Before a database can be accessed from a web page, a database connection has to be established
If you have a database called "northwind.mdb" located in a web directory like "c:/webdata/", you
can connect to the database with the following ASP code:
<%
set conn=Server.CreateObject("ADODB.Connection")
conn.Provider="Microsoft.Jet.OLEDB.4.0"
conn.Open "c:/webdata/northwind.mdb"
%>

The ADO Connection object is used to create an open connection to a data source. Through this
connection, you can access and manipulate a database.
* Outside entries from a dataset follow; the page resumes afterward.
impl<'r> Decoder<'r> {
    pub fn new(registry: &'r Registry) -> Self {
        Self { registry }
    }

    /// Decode a document holding `capabilities` and/or `profiles`.
    ///
    /// References between profiles and blocks are checked within the
    /// document; use [`ProfileSet::extend`] and
    /// [`ProfileSet::check_references`] to combine several documents.
    pub fn profile_document(&self, tree: &Json) -> Result<ProfileSet, SchemaError> {
        let root = object("", tree)?;
        let mut set = ProfileSet::new();

        if let Some(blocks) = root.get("capabilities") {
            for (name, body) in object("capabilities", blocks)? {
                set.insert_block(self.block(name, body)?)?;
            }
        }
        if let Some(profiles) = root.get("profiles") {
            for (label, body) in object("profiles", profiles)? {
                set.insert_profile(self.profile(label, body)?)?;
            }
        }

        tracing::debug!(
            blocks = set.blocks().count(),
            profiles = set.profiles().count(),
            "decoded profile document"
        );
        Ok(set)
    }

    /// Decode a whole profile set and check its references.
    pub fn profile_set(&self, tree: &Json) -> Result<ProfileSet, SchemaError> {
        let set = self.profile_document(tree)?;
        set.check_references()?;
        Ok(set)
    }

    pub fn profile(&self, label: &str, tree: &Json) -> Result<Profile, SchemaError> {
        let doc: ProfileDoc =
            serde_json::from_value(tree.clone()).map_err(|e| SchemaError::InvalidDocument {
                path: child_path("profiles", label),
                detail: e.to_string(),
            })?;
        Ok(Profile {
            label: label.to_string(),
            version: doc.version,
            api_version: doc.api_version,
            description: doc.description,
            required: doc.profiles,
            slots: doc.capabilities,
            optionals: doc.optionals,
            fallbacks: doc.fallback,
        })
    }

    pub fn block(&self, name: &str, tree: &Json) -> Result<CapabilityBlock, SchemaError> {
        let path = child_path("capabilities", name);
        let body = object(&path, tree)?;
        let mut block = CapabilityBlock::new(name);
        let mode = Mode::Requirement;

        for (key, value) in body {
            let at = child_path(&path, key);
            match key.as_str() {
                "extensions" => block.extensions = self.extensions(&at, value, mode)?,
                "features" => block.features = self.struct_values(&at, value, mode)?,
                "properties" => block.properties = self.struct_values(&at, value, mode)?,
                "formats" => block.formats = self.formats(&at, value, mode)?,
                "queueFamiliesProperties" => {
                    block.queue_families = self.queue_families(&at, value, mode)?
                }
                "videoProfiles" => block.video_profiles = self.video_decls(&at, value)?,
                _ => {
                    return Err(SchemaError::InvalidDocument {
                        path: at,
                        detail: "unknown capability category".into(),
                    })
                }
            }
        }
        Ok(block)
    }

    /// Decode a device report.
    pub fn device(&self, tree: &Json) -> Result<DeviceCapabilities, SchemaError> {
        let body = object("device", tree)?;
        let mode = Mode::Report;
        let mut device = DeviceCapabilities::default();

        for (key, value) in body {
            let at = child_path("device", key);
            match key.as_str() {
                "api-version" | "apiVersion" => device.api_version = api_version(&at, value)?,
                "extensions" => device.extensions = self.extensions(&at, value, mode)?,
                "features" => device.features = self.struct_values(&at, value, mode)?,
                "properties" => device.properties = self.struct_values(&at, value, mode)?,
                "formats" => device.formats = self.formats(&at, value, mode)?,
                "queueFamiliesProperties" => {
                    device.queue_families = self.queue_families(&at, value, mode)?
                }
                "videoProfiles" => device.video_profiles = self.video_actuals(&at, value)?,
                _ => tracing::debug!(path = %at, "skipping unknown device report section"),
            }
        }
        Ok(device)
    }

    // -----------------------------------------------------------------------
    // Categories
    // -----------------------------------------------------------------------

    fn extensions(
        &self,
        path: &str,
        tree: &Json,
        mode: Mode,
    ) -> Result<BTreeMap<String, u32>, SchemaError> {
        let mut out = BTreeMap::new();
        for (name, version) in object(path, tree)? {
            let at = child_path(path, name);
            if self.registry.extension_version(name).is_none() {
                if mode == Mode::Report {
                    tracing::debug!(extension = %name, "skipping unknown reported extension");
                    continue;
                }
                return Err(SchemaError::UnknownExtension {
                    name: name.clone(),
                    path: at,
                });
            }
            let version = version
                .as_u64()
                .and_then(|v| u32::try_from(v).ok())
                .ok_or_else(|| invalid(&at, "extension spec version must be an unsigned integer"))?;
            out.insert(name.clone(), version);
        }
        Ok(out)
    }

    fn struct_values(&self, path: &str, tree: &Json, mode: Mode) -> Result<StructValues, SchemaError> {
        let mut out = StructValues::new();
        for (name, body) in object(path, tree)? {
            let at = child_path(path, name);
            let Some(id) = self.registry.resolve(name) else {
                if mode == Mode::Report {
                    tracing::debug!(structure = %name, "skipping unknown reported struct");
                    continue;
                }
                return Err(SchemaError::UnknownStruct {
                    name: name.clone(),
                    path: at,
                });
            };
            let fields = self.fields(id, &at, body, mode)?;
            // Alias and canonical spellings land on one key.
            match out.get_mut(&id) {
                Some(existing) => existing.extend(fields),
                None => {
                    out.insert(id, fields);
                }
            }
        }
        Ok(out)
    }

    fn formats(
        &self,
        path: &str,
        tree: &Json,
        mode: Mode,
    ) -> Result<BTreeMap<String, StructValues>, SchemaError> {
        let mut out = BTreeMap::new();
        for (format, body) in object(path, tree)? {
            let at = child_path(path, format);
            if !self.registry.has_format(format) {
                if mode == Mode::Report {
                    continue;
                }
                return Err(SchemaError::UnknownFormat {
                    name: format.clone(),
                    path: at,
                });
            }
            out.insert(format.clone(), self.struct_values(&at, body, mode)?);
        }
        Ok(out)
    }

    fn queue_families(
        &self,
        path: &str,
        tree: &Json,
        mode: Mode,
    ) -> Result<Vec<StructValues>, SchemaError> {
        array(path, tree)?
            .iter()
            .enumerate()
            .map(|(i, family)| self.struct_values(&index_path(path, i), family, mode))
            .collect()
    }

    fn video_decls(&self, path: &str, tree: &Json) -> Result<Vec<VideoProfileDecl>, SchemaError> {
        let mut out = Vec::new();
        for (i, entry) in array(path, tree)?.iter().enumerate() {
            let at = index_path(path, i);
            let (axis_tree, capabilities, formats) =
                self.video_entry(&at, entry, Mode::Requirement)?;
            out.push(VideoProfileDecl {
                axis: self.axis(&child_path(&at, "profile"), axis_tree)?,
                capabilities,
                formats,
            });
        }
        Ok(out)
    }

    fn video_actuals(&self, path: &str, tree: &Json) -> Result<Vec<ActualVideoProfile>, SchemaError> {
        let mut out = Vec::new();
        for (i, entry) in array(path, tree)?.iter().enumerate() {
            let at = index_path(path, i);
            let (axis_tree, capabilities, formats) = self.video_entry(&at, entry, Mode::Report)?;
            out.push(ActualVideoProfile {
                instance: self.instance(&child_path(&at, "profile"), axis_tree)?,
                capabilities,
                formats,
            });
        }
        Ok(out)
    }

    fn video_entry<'t>(
        &self,
        path: &str,
        tree: &'t Json,
        mode: Mode,
    ) -> Result<(&'t Json, StructValues, Vec<StructValues>), SchemaError> {
        let body = object(path, tree)?;
        let axis = body
            .get("profile")
            .ok_or_else(|| invalid(path, "video profile entry has no \"profile\""))?;
        let capabilities = match body.get("capabilities") {
            Some(caps) => self.struct_values(&child_path(path, "capabilities"), caps, mode)?,
            None => StructValues::new(),
        };
        let formats = match body.get("formats") {
            Some(formats) => {
                let at = child_path(path, "formats");
                array(&at, formats)?
                    .iter()
                    .enumerate()
                    .map(|(i, f)| self.struct_values(&index_path(&at, i), f, mode))
                    .collect::<Result<Vec<_>, _>>()?
            }
            None => Vec::new(),
        };
        Ok((axis, capabilities, formats))
    }

    fn axis(&self, path: &str, tree: &Json) -> Result<VideoProfileAxis, SchemaError> {
        let mut dims = BTreeMap::new();
        for (name, value) in object(path, tree)? {
            let at = child_path(path, name);
            let text = axis_text(&at, value)?;
            let value = if text == WILDCARD {
                AxisValue::Any
            } else {
                self.check_axis_value(&at, name, &text)?;
                AxisValue::Is(text)
            };
            dims.insert(name.clone(), value);
        }
        Ok(VideoProfileAxis { dims })
    }

    fn instance(&self, path: &str, tree: &Json) -> Result<VideoProfileInstance, SchemaError> {
        let mut dims = BTreeMap::new();
        for (name, value) in object(path, tree)? {
            let at = child_path(path, name);
            let text = axis_text(&at, value)?;
            if text == WILDCARD {
                return Err(invalid(&at, "reported video profiles must be concrete"));
            }
            dims.insert(name.clone(), text);
        }
        Ok(VideoProfileInstance { dims })
    }

    /// Axis names and values must come from the registry's catalog when it
    /// defines axes at all.
    fn check_axis_value(&self, path: &str, axis: &str, value: &str) -> Result<(), SchemaError> {
        let video = self.registry.video();
        if video.axes.is_empty() {
            return Ok(());
        }
        let spec = video
            .axis(axis)
            .ok_or_else(|| invalid(path, "unknown video profile axis"))?;
        if !spec.values.is_empty() && !spec.values.iter().any(|v| v == value) {
            return Err(invalid(path, &format!("{value:?} is not a value of axis {axis}")));
        }
        Ok(())
    }

    // -----------------------------------------------------------------------
    // Members
    // -----------------------------------------------------------------------

    fn fields(&self, id: StructId, path: &str, tree: &Json, mode: Mode) -> Result<Fields, SchemaError> {
        let spec = self.registry.spec(id).ok_or_else(|| SchemaError::UnknownStruct {
            name: id.to_string(),
            path: path.to_string(),
        })?;
        let mut out = Fields::new();
        for (member, raw) in object(path, tree)? {
            let at = child_path(path, member);
            let Some(field) = spec.member(member) else {
                if mode == Mode::Report {
                    continue;
                }
                return Err(SchemaError::UnknownMember {
                    structure: spec.name.clone(),
                    member: member.clone(),
                    path: at,
                });
            };
            out.insert(member.clone(), self.value(field, &at, raw, mode)?);
        }
        Ok(out)
    }

    fn value(&self, field: &FieldSpec, path: &str, raw: &Json, mode: Mode) -> Result<Value, SchemaError> {
        let Some(cap) = field.array_cap() else {
            return self.element(field, path, raw, mode);
        };
        let items = raw
            .as_array()
            .ok_or_else(|| invalid(path, "expected an array"))?;
        if items.len() > cap {
            return Err(invalid(
                path,
                &format!("{} elements exceed the array capacity {cap}", items.len()),
            ));
        }
        items
            .iter()
            .enumerate()
            .map(|(i, item)| self.element(field, &index_path(path, i), item, mode))
            .collect::<Result<Vec<_>, _>>()
            .map(Value::Array)
    }

    fn element(&self, field: &FieldSpec, path: &str, raw: &Json, mode: Mode) -> Result<Value, SchemaError> {
        let mismatch = || invalid(path, &format!("expected {}, got {raw}", field.value_type));
        match &field.value_type {
            ValueType::Bool => raw.as_bool().map(Value::Bool).ok_or_else(mismatch),
            ValueType::Int => raw.as_i64().map(Value::Int).ok_or_else(mismatch),
            ValueType::Uint => raw.as_u64().map(Value::Uint).ok_or_else(mismatch),
            ValueType::Float => raw.as_f64().map(Value::Float).ok_or_else(mismatch),
            ValueType::Str => raw
                .as_str()
                .map(|s| Value::Str(s.to_string()))
                .ok_or_else(mismatch),
            ValueType::Enum(enumeration) => {
                let name = raw.as_str().ok_or_else(mismatch)?;
                if !self.registry.has_enumerant(enumeration, name) {
                    return Err(SchemaError::UnknownEnumerant {
                        value: name.to_string(),
                        enumeration: enumeration.clone(),
                        path: path.to_string(),
                    });
                }
                Ok(Value::Enum(name.to_string()))
            }
            ValueType::Flags(set) => self.flags(set, path, raw).map(Value::Flags),
            ValueType::Struct(_) => {
                let id = field.nested.ok_or_else(mismatch)?;
                self.fields(id, path, raw, mode).map(Value::Struct)
            }
        }
    }

    /// Flags are written as a list of names, a single name, or raw bits.
    fn flags(&self, set: &str, path: &str, raw: &Json) -> Result<u64, SchemaError> {
        let lookup = |name: &str| {
            self.registry
                .flag_bits(set, name)
                .ok_or_else(|| SchemaError::UnknownFlag {
                    flag: name.to_string(),
                    flag_set: set.to_string(),
                    path: path.to_string(),
                })
        };
        match raw {
            Json::Number(n) => n
                .as_u64()
                .ok_or_else(|| invalid(path, "flag bits must be an unsigned integer")),
            Json::String(name) => lookup(name),
            Json::Array(names) => names.iter().try_fold(0u64, |acc, name| {
                let name = name
                    .as_str()
                    .ok_or_else(|| invalid(path, "flag names must be strings"))?;
                Ok(acc | lookup(name)?)
            }),
            _ => Err(invalid(path, "expected flag names")),
        }
    }
}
Now we have to create an ADO Recordset.

Suppose we have a database named "Northwind", we can get access to the "Customers" table
inside the database with the following lines:
<%
set conn=Server.CreateObject("ADODB.Connection")
conn.Provider="Microsoft.Jet.OLEDB.4.0"
conn.Open "c:/webdata/northwind.mdb"

set rs=Server.CreateObject("ADODB.recordset")
rs.Open "Customers", conn
%>

We can also get access to the data in the "Customers" table using SQL:
<%
set conn=Server.CreateObject("ADODB.Connection")
conn.Provider="Microsoft.Jet.OLEDB.4.0"
conn.Open "c:/webdata/northwind.mdb"

set rs=Server.CreateObject("ADODB.recordset")
rs.Open "Select * from Customers", conn
%>

After a recordset is opened, we can extract data from recordset.

Suppose we have a database named "Northwind", we can get access to the "Customers" table
inside the database with the following lines:
<%
set conn=Server.CreateObject("ADODB.Connection")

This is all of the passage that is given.